「味わい深い作品」というのが最も適当な表現だと思う。見終わった後のなんともいえない心地よい余韻。後で振り返ってみると、観ているときはとくになんでもなかった様々なシーンがライ・クーダーの情緒的なスライドギターの音とともに鮮明によみがえり、また違った印象を刻みつけ、また観たいと強く思わせるオーラを持っている。実はすごい映画を観たんじゃないだろうかと、後になってじわじわと気づき始めた。前評判通り、かなりの名作だった。
この映画のすばらしいところは、登場人物の微妙な心情を明示的な台詞ではなく、映像で語らせる手法の巧みさにある。作品の中の1シーン1シーンに重要な意味があり、表される風景や舞台装置、アイテム、それらのコンビネーションの中に非常に多くの情報が詰め込まれている。このことが、見終わった後も後引く味わい深さの源泉となっているのだと思う。
特に印象に残っているシーンは2つ。
一つは、4年ぶりに再会した父子が家路を道の両側に離れて歩く場面。二人は一言もしゃべらず、ただひたすら相手の動作を真似しつつ歩き続ける。お互いに相手に歩み寄りたい気持ちはあるが、まだ完全には打ち解けられない。そういった微妙な心境が、このシーンでは完璧に表現されている。

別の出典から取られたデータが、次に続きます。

use anyhow::Result;
use chrono::NaiveDate;
use serde::Deserialize;
use std::fs;
use std::path::{Path, PathBuf};

#[derive(Debug, Deserialize)]
pub struct Config {
    pub provider: ProviderSection,
    pub beta: BetaSection,
    pub history: HistorySection,
}

#[derive(Debug, Deserialize)]
pub struct ProviderSection {
    pub endpoint: String,
    pub timeout_sec: u64,
}

#[derive(Debug, Deserialize)]
pub struct BetaSection {
    pub benchmark: String,
    pub start: NaiveDate,
    pub end: NaiveDate,
    pub symbols: Vec<String>,
}

#[derive(Debug, Deserialize)]
pub struct HistorySection {
    pub files: Vec<PathBuf>,
}

impl Config {
    pub fn load(path: &Path) -> Result<Self> {
        let contents = fs::read_to_string(path)?;
        let config: Config = serde_yaml::from_str(&contents)?;
        Ok(config)
    }
}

二つ目は、捜し求めた妻とマジックミラー越しに再開するシーン。相手を愛しすぎて、お互いを縛りつけ、嫉妬しあうことでしかその感情を表現できなかった不器用な二人。歩み寄りたくても、近寄れば近寄るほど相手を傷つけてしまうというジレンマ。そんな二人がマジックミラー越しには本音を言い合うことが出来た。ただし自分ではない第三者の話として。お互い近くにいるのに相手のことを見ることは出来ず、ミラーをはさんで片方に光がともれば相手の姿が消え、自分自身が鏡に映り出す。詳しくは映画を観て感じ取ることが一番だが、あの状況の彼らの心境を表現するのに、マジックミラーという装置は的確すぎるほど的確だった。

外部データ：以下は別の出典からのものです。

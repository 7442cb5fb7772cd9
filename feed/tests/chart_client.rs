//! Integration tests for the chart client against a mocked endpoint

use chrono::NaiveDate;
use eq_feed::{ChartClient, FeedError, HistorySource, ProviderConfig};
use serde_json::json;
use wiremock::matchers::{method, path, query_param};
use wiremock::{Mock, MockServer, ResponseTemplate};

// 2024-03-28 00:00 UTC, then consecutive days
const DAY: i64 = 86_400;
const T0: i64 = 1_711_584_000;

fn window() -> (NaiveDate, NaiveDate) {
    (
        NaiveDate::from_ymd_opt(2024, 3, 28).unwrap(),
        NaiveDate::from_ymd_opt(2025, 3, 31).unwrap(),
    )
}

fn chart_body(timestamps: &[i64], closes: &[Option<f64>]) -> serde_json::Value {
    json!({
        "chart": {
            "result": [{
                "timestamp": timestamps,
                "indicators": { "quote": [{ "close": closes }] }
            }],
            "error": null
        }
    })
}

async fn client_for(server: &MockServer) -> ChartClient {
    ChartClient::new(ProviderConfig {
        endpoint: server.uri(),
        timeout_sec: 5,
    })
    .unwrap()
}

#[tokio::test]
async fn test_fetches_daily_closes() {
    let server = MockServer::start().await;
    Mock::given(method("GET"))
        .and(path("/v8/finance/chart/NTPC.NS"))
        .and(query_param("interval", "1d"))
        .respond_with(ResponseTemplate::new(200).set_body_json(chart_body(
            &[T0, T0 + DAY, T0 + 2 * DAY],
            &[Some(355.0), Some(357.5), Some(352.2)],
        )))
        .mount(&server)
        .await;

    let client = client_for(&server).await;
    let (start, end) = window();
    let series = client.daily_closes("NTPC.NS", start, end).await.unwrap();

    assert_eq!(series.len(), 3);
    assert_eq!(series.points()[0].close, 355.0);
    assert_eq!(
        series.points()[0].date,
        NaiveDate::from_ymd_opt(2024, 3, 28).unwrap()
    );
}

#[tokio::test]
async fn test_drops_rows_with_missing_closes() {
    let server = MockServer::start().await;
    Mock::given(method("GET"))
        .and(path("/v8/finance/chart/INFY.NS"))
        .respond_with(ResponseTemplate::new(200).set_body_json(chart_body(
            &[T0, T0 + DAY, T0 + 2 * DAY],
            &[Some(1500.0), None, Some(1510.0)],
        )))
        .mount(&server)
        .await;

    let client = client_for(&server).await;
    let (start, end) = window();
    let series = client.daily_closes("INFY.NS", start, end).await.unwrap();

    assert_eq!(series.len(), 2);
    assert_eq!(series.points()[1].close, 1510.0);
}

#[tokio::test]
async fn test_empty_result_is_a_skip() {
    let server = MockServer::start().await;
    Mock::given(method("GET"))
        .and(path("/v8/finance/chart/GHOST.NS"))
        .respond_with(ResponseTemplate::new(200).set_body_json(json!({
            "chart": { "result": null, "error": null }
        })))
        .mount(&server)
        .await;

    let client = client_for(&server).await;
    let (start, end) = window();
    let err = client
        .daily_closes("GHOST.NS", start, end)
        .await
        .unwrap_err();

    assert!(matches!(err, FeedError::NoData(ref s) if s == "GHOST.NS"));
    assert!(err.is_skip());
}

#[tokio::test]
async fn test_error_payload_names_the_symbol() {
    let server = MockServer::start().await;
    Mock::given(method("GET"))
        .and(path("/v8/finance/chart/BAD.NS"))
        .respond_with(ResponseTemplate::new(200).set_body_json(json!({
            "chart": {
                "result": null,
                "error": { "code": "Not Found", "description": "No data found" }
            }
        })))
        .mount(&server)
        .await;

    let client = client_for(&server).await;
    let (start, end) = window();
    let err = client.daily_closes("BAD.NS", start, end).await.unwrap_err();

    match err {
        FeedError::ProviderError { symbol, message, .. } => {
            assert_eq!(symbol, "BAD.NS");
            assert!(message.contains("No data found"));
        }
        other => panic!("expected ProviderError, got {:?}", other),
    }
}

#[tokio::test]
async fn test_http_failure_carries_status_code() {
    let server = MockServer::start().await;
    Mock::given(method("GET"))
        .and(path("/v8/finance/chart/NTPC.NS"))
        .respond_with(ResponseTemplate::new(500).set_body_string("internal error"))
        .mount(&server)
        .await;

    let client = client_for(&server).await;
    let (start, end) = window();
    let err = client.daily_closes("NTPC.NS", start, end).await.unwrap_err();

    match err {
        FeedError::ProviderError { ref code, .. } => assert_eq!(code.as_deref(), Some("500")),
        other => panic!("expected ProviderError, got {:?}", other),
    }
    assert!(!err.is_skip());
}

#[tokio::test]
async fn test_unsorted_timestamps_come_back_ordered() {
    let server = MockServer::start().await;
    Mock::given(method("GET"))
        .and(path("/v8/finance/chart/KOTAKBANK.NS"))
        .respond_with(ResponseTemplate::new(200).set_body_json(chart_body(
            &[T0 + 2 * DAY, T0, T0 + DAY],
            &[Some(1800.0), Some(1780.0), Some(1790.0)],
        )))
        .mount(&server)
        .await;

    let client = client_for(&server).await;
    let (start, end) = window();
    let series = client
        .daily_closes("KOTAKBANK.NS", start, end)
        .await
        .unwrap();

    let closes: Vec<f64> = series.points().iter().map(|p| p.close).collect();
    assert_eq!(closes, vec![1780.0, 1790.0, 1800.0]);
}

この他にも、不器用な人間達の不器用な(だからこそリアルで温かな)心の交流が全編を通して徹底的に作りこまれた映像表現で語られ、それでいてあざとさは感じない、とても雰囲気のいい映画に仕上がっていた。
主演陣はどれも甲乙付けがたい味があったが、やっぱり子役のハンター・カーソンは出色のうまさ。他の俳優を食っちゃってる感があった。あんなにうまい子役は今のところ他に一人も知らない。
次は同監督の「ベルリン・天使の詩」も観て見たい。
<関連商品>




コメント (2)
I’m very interested in topics like that, but this one sounds especially truthful, and I really trust the source where it came from. Sooner or later it was going to come out and it finally did!

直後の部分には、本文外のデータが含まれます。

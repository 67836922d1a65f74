//! Seeded synthetic graphs.
//!
//! Every generated graph is connected: vertex `v > 0` first links to a
//! random earlier vertex, then `extra_edges_per_vertex * vertex_count` random
//! non-loop edges are appended. Weights are uniform in `[0, 1)`, so ties are
//! rare but not excluded.

use boruvka_core::Graph;
use rand::{Rng, SeedableRng, rngs::SmallRng};

use crate::error::BenchSetupError;

/// Errors that may occur during synthetic graph generation.
#[derive(Clone, Debug, thiserror::Error, PartialEq, Eq)]
pub enum SyntheticError {
    /// Fewer than two vertices were requested.
    #[error("vertex count must be at least 2, got {vertex_count}")]
    TooFewVertices {
        /// The rejected vertex count.
        vertex_count: usize,
    },
    /// The requested edge count overflowed `usize`.
    #[error("edge count overflows for {vertex_count} vertices")]
    EdgeCountOverflow {
        /// The vertex count that triggered the overflow.
        vertex_count: usize,
    },
}

/// Configuration for [`connected_graph`].
#[derive(Clone, Debug)]
pub struct SyntheticGraphConfig {
    /// Number of vertices.
    pub vertex_count: usize,
    /// Random edges per vertex added on top of the spanning backbone.
    pub extra_edges_per_vertex: usize,
    /// RNG seed for reproducibility.
    pub seed: u64,
}

/// Generates a connected random graph.
///
/// # Errors
/// Returns [`SyntheticError::TooFewVertices`] when `vertex_count < 2` and
/// [`SyntheticError::EdgeCountOverflow`] when the edge budget overflows.
pub fn connected_graph(config: &SyntheticGraphConfig) -> Result<Graph, BenchSetupError> {
    let vertex_count = config.vertex_count;
    if vertex_count < 2 {
        return Err(SyntheticError::TooFewVertices { vertex_count }.into());
    }
    let extra_edges = vertex_count
        .checked_mul(config.extra_edges_per_vertex)
        .ok_or(SyntheticError::EdgeCountOverflow { vertex_count })?;

    let mut rng = SmallRng::seed_from_u64(config.seed);
    let mut graph = Graph::new(vertex_count);

    for vertex in 1..vertex_count {
        let parent = rng.gen_range(0..vertex);
        graph.add_edge(parent, vertex, rng.r#gen::<f64>())?;
    }

    for _ in 0..extra_edges {
        let source = rng.gen_range(0..vertex_count);
        let offset = rng.gen_range(1..vertex_count);
        let shifted = source + offset;
        let target = if shifted >= vertex_count {
            shifted - vertex_count
        } else {
            shifted
        };
        graph.add_edge(source, target, rng.r#gen::<f64>())?;
    }

    Ok(graph)
}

投稿者: jonundead | 2008年04月07日 04:34
日時: 2008年04月07日 04:34
Yes, I do think your opinion is righteous. (So do lots of people). Luckily majority of people are intelligent :).